Charles Garcia's talent never a question for Fort Wayne Mad Ants

For Charles Garcia, it’s never been a matter of having the right tools. Or frame. Or the ability to throw and twist his 6-10 body into air like a man a foot smaller.

It’s just that, as of yet, Garcia—a starting forward for the NBA Development League’s Fort Wayne Mad Ants—has yet to figure out a way to make them all work for him at once. His 2012 NBA D-League All Star Game performance has gone a long way toward shaking his reputation for laziness, but he’s still plagued by concerns about a lack of focus and poor decision-making. On certain nights, though, Garcia’s looked less like an elite big man in the NBA D-League and more like a future NBA star.

On Friday night, watch him in action on SportingNews.com when the Mad Ants take on the Idaho Stampede at 9 p.m. ET.

Garcia has spent 40 games in the NBA D-League, and he’s already played for four different teams. After starring at Seattle University, he came to the league in 2010-11 and promptly spent the season on the Utah Flash and Iowa Energy benches. He went to Sioux Falls in the offseason, chased by allegations that he wasn’t willing to work hard.

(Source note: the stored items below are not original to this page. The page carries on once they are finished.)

//! Application configuration module
//!
//! Type-safe configuration loaded from environment variables using the
//! `config` and `dotenvy` crates. Variables carry the `VOLLEY_STATS` prefix
//! and nested values are separated by double underscores.
//!
//! # Example
//!
//! ```no_run
//! use volley_stats::config::AppConfig;
//!
//! let config = AppConfig::load().expect("Failed to load configuration");
//! config.validate().expect("Invalid configuration");
//!
//! let rules = config.rules.to_rules();
//! println!("Regular sets end at {}", rules.points_to_win);
//! ```

mod database;
mod error;
mod logging;
mod rules;

pub use database::DatabaseConfig;
pub use error::{ConfigError, ValidationError};
pub use logging::LoggingConfig;
pub use rules::MatchRulesConfig;

use serde::Deserialize;

/// Root application configuration
#[derive(Debug, Clone, Deserialize)]
pub struct AppConfig {
    /// PostgreSQL connection pool
    pub database: DatabaseConfig,

    /// Scoring thresholds and default match format
    #[serde(default)]
    pub rules: MatchRulesConfig,

    /// Log filter and format
    #[serde(default)]
    pub logging: LoggingConfig,
}

impl AppConfig {
    /// Load configuration from environment variables
    ///
    /// Reads a `.env` file if present, then every `VOLLEY_STATS__*` variable:
    ///
    /// - `VOLLEY_STATS__DATABASE__URL=...` -> `database.url = ...`
    /// - `VOLLEY_STATS__RULES__POINTS_TO_WIN=21` -> `rules.points_to_win = 21`
    /// - `VOLLEY_STATS__LOGGING__JSON=true` -> `logging.json = true`
    ///
    /// # Errors
    ///
    /// Returns `ConfigError` if required variables are missing or values
    /// cannot be parsed into the expected types.
    pub fn load() -> Result<Self, ConfigError> {
        dotenvy::dotenv().ok();

        let config = config::Config::builder()
            .add_source(
                config::Environment::default()
                    .prefix("VOLLEY_STATS")
                    .prefix_separator("__")
                    .separator("__")
                    .try_parsing(true),
            )
            .build()?
            .try_deserialize()?;

        Ok(config)
    }

    /// Validate every section.
    ///
    /// # Errors
    ///
    /// Returns the first `ValidationError` found.
    pub fn validate(&self) -> Result<(), ValidationError> {
        self.database.validate()?;
        self.rules.validate()?;
        self.logging.validate()?;
        Ok(())
    }
}

#[cfg(test)]
mod tests {
    use super::*;
    use std::env;
    use std::sync::Mutex;

    // Env vars are process-global; tests that touch them run one at a time.
    static ENV_MUTEX: Mutex<()> = Mutex::new(());

    const VARS: [&str; 6] = [
        "VOLLEY_STATS__DATABASE__URL",
        "VOLLEY_STATS__DATABASE__MAX_CONNECTIONS",
        "VOLLEY_STATS__RULES__POINTS_TO_WIN",
        "VOLLEY_STATS__RULES__DEFAULT_BEST_OF",
        "VOLLEY_STATS__LOGGING__LEVEL",
        "VOLLEY_STATS__LOGGING__JSON",
    ];

    fn set_minimal_env() {
        env::set_var("VOLLEY_STATS__DATABASE__URL", "postgresql://stats@localhost/volley");
    }

    fn clear_env() {
        for var in VARS {
            env::remove_var(var);
        }
    }

    #[test]
    fn loads_minimal_environment_with_defaults() {
        let _guard = ENV_MUTEX.lock().unwrap();
        set_minimal_env();
        let result = AppConfig::load();
        clear_env();

        let config = result.unwrap();
        assert_eq!(config.database.url, "postgresql://stats@localhost/volley");
        assert_eq!(config.rules, MatchRulesConfig::default());
        assert_eq!(config.logging, LoggingConfig::default());
        assert!(config.validate().is_ok());
    }

    #[test]
    fn nested_overrides_are_parsed() {
        let _guard = ENV_MUTEX.lock().unwrap();
        set_minimal_env();
        env::set_var("VOLLEY_STATS__RULES__POINTS_TO_WIN", "21");
        env::set_var("VOLLEY_STATS__RULES__DEFAULT_BEST_OF", "3");
        env::set_var("VOLLEY_STATS__LOGGING__JSON", "true");
        let result = AppConfig::load();
        clear_env();

        let config = result.unwrap();
        assert_eq!(config.rules.points_to_win, 21);
        assert_eq!(config.rules.default_best_of, 3);
        assert!(config.logging.json);
    }

    #[test]
    fn missing_database_url_fails_to_load() {
        let _guard = ENV_MUTEX.lock().unwrap();
        clear_env();
        assert!(AppConfig::load().is_err());
    }

    #[test]
    fn validate_reports_bad_rules() {
        let _guard = ENV_MUTEX.lock().unwrap();
        set_minimal_env();
        env::set_var("VOLLEY_STATS__RULES__DEFAULT_BEST_OF", "4");
        let result = AppConfig::load();
        clear_env();

        let config = result.unwrap();
        assert!(matches!(
            config.validate(),
            Err(ValidationError::InvalidBestOf { value: 4, .. })
        ));
    }

    #[test]
    fn validate_reports_empty_pool() {
        let _guard = ENV_MUTEX.lock().unwrap();
        set_minimal_env();
        env::set_var("VOLLEY_STATS__DATABASE__MAX_CONNECTIONS", "0");
        let result = AppConfig::load();
        clear_env();

        let config = result.unwrap();
        assert_eq!(config.database.max_connections, 0);
        assert_eq!(config.validate(), Err(ValidationError::EmptyPool));
    }
}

By the time January’s NBA Development League Showcase rolled around, he’d mostly silenced his critics. Then, after coming through the first half of the season as one of the most promising post players in the league, he got suspended for five games for violating the league’s drug policy.He played in the All-Star Game on Feb. 25—and got waived by Sioux Falls three days later.

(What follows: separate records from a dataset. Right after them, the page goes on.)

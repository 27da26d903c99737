//! Volley Stats - Volleyball set and game statistics
//!
//! Accumulates recorded rally actions into per-set statistics, closes sets
//! under configurable win conditions and folds finished sets into a
//! best-of-N game tally.
//!
//! Layers:
//! - `domain` - action vocabulary, set and game aggregates (pure computation)
//! - `ports` - repository contracts with compare-and-swap updates
//! - `application` - one handler per inbound operation
//! - `adapters` - in-memory and PostgreSQL repositories
//! - `config` / `telemetry` - environment configuration and log setup

pub mod adapters;
pub mod application;
pub mod config;
pub mod domain;
pub mod ports;
pub mod telemetry;
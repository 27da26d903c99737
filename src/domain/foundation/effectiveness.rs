//! Effectiveness value object (ratio on the 0.0-1.0 scale).

use serde::{Deserialize, Serialize};
use std::fmt;

/// Share of successful actions among all actions of a category.
///
/// Always finite and within `[0.0, 1.0]`.
#[derive(Debug, Clone, Copy, PartialEq, PartialOrd, Serialize, Deserialize)]
#[serde(transparent)]
pub struct Effectiveness(f64);

impl Effectiveness {
    /// No successful actions (also used when there are no actions at all).
    pub const ZERO: Self = Self(0.0);

    /// Every action was successful.
    pub const FULL: Self = Self(1.0);

    /// Computes `successes / total`, yielding zero when `total` is zero.
    pub fn ratio(successes: u32, total: u32) -> Self {
        if total == 0 {
            return Self::ZERO;
        }
        Self::clamped(f64::from(successes) / f64::from(total))
    }

    /// Returns the ratio as f64.
    pub fn value(&self) -> f64 {
        self.0
    }

    fn clamped(value: f64) -> Self {
        if value.is_nan() {
            Self::ZERO
        } else {
            Self(value.clamp(0.0, 1.0))
        }
    }
}

impl Default for Effectiveness {
    fn default() -> Self {
        Self::ZERO
    }
}

impl fmt::Display for Effectiveness {
    fn fmt(&self, f: &mut fmt::Formatter<'_>) -> fmt::Result {
        write!(f, "{:.1}%", self.0 * 100.0)
    }
}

Fort Wayne scooped him up within two days, and since then, Garcia has fallen back into rhythm—which isn’t necessarily a great thing. In six games with the Mad Ants, he’s scored in double-figures for four games, including a high of 20 points in a loss to Canton on Wednesday. But that performance came after Garcia scored eight points, combined, in the two games before. Meanwhile, his four efforts of eight rebounds or more surround two nights where the bruiser pulled down just five boards.

But if consistency’s what he’s after, he’ll face one of his toughest tests of the season on Friday, when he clashes with the Stampede’s Mikki Moore in the paint. Moore, the former NBA player who looks to be the league’s No. 1 prospect at center, stands taller (at 7-foot) than Garcia, but he doesn’t have the bounce anymore to keep up with the Mad Ants’ big man.